EXERCISE PROMPT
List each line of the data that holds the word "headless".

▼

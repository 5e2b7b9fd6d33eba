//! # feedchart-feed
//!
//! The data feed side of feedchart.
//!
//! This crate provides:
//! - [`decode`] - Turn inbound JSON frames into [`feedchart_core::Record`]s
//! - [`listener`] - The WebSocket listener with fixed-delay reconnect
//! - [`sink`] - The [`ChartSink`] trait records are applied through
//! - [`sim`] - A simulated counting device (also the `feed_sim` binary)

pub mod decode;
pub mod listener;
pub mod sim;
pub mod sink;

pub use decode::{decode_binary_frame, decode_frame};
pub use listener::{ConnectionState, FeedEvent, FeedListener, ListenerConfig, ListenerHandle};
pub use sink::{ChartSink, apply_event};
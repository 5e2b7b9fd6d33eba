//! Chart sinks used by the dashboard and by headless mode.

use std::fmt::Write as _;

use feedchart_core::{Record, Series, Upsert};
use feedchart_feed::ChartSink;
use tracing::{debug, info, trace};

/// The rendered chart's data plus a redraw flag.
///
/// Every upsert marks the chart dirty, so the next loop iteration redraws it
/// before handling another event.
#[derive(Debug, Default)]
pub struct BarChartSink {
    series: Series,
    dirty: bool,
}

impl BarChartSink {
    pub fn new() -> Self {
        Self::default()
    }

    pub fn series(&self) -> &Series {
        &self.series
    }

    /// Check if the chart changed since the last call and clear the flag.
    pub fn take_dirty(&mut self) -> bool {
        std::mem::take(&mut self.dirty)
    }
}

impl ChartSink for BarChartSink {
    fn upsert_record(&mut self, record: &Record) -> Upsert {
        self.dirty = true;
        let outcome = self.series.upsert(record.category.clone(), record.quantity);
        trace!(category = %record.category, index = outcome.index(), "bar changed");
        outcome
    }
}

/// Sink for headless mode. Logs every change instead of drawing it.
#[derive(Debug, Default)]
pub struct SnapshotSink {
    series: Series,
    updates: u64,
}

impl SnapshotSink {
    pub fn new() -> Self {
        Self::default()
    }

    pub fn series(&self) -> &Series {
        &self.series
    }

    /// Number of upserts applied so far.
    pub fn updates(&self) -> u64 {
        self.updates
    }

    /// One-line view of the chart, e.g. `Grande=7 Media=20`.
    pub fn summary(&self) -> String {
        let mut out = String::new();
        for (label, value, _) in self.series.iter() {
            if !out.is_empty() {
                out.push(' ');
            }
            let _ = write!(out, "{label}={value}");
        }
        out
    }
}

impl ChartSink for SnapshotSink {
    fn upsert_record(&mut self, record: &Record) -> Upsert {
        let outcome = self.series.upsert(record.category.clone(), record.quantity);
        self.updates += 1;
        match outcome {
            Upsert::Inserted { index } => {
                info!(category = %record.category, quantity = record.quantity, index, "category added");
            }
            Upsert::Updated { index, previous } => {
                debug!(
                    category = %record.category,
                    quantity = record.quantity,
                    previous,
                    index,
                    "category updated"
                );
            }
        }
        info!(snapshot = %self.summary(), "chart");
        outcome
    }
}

▲

YOUR RESPONSE
//! Chart sinks used by the dashboard and by headless mode.
/// Sink for headless mode. Logs every change instead of drawing it.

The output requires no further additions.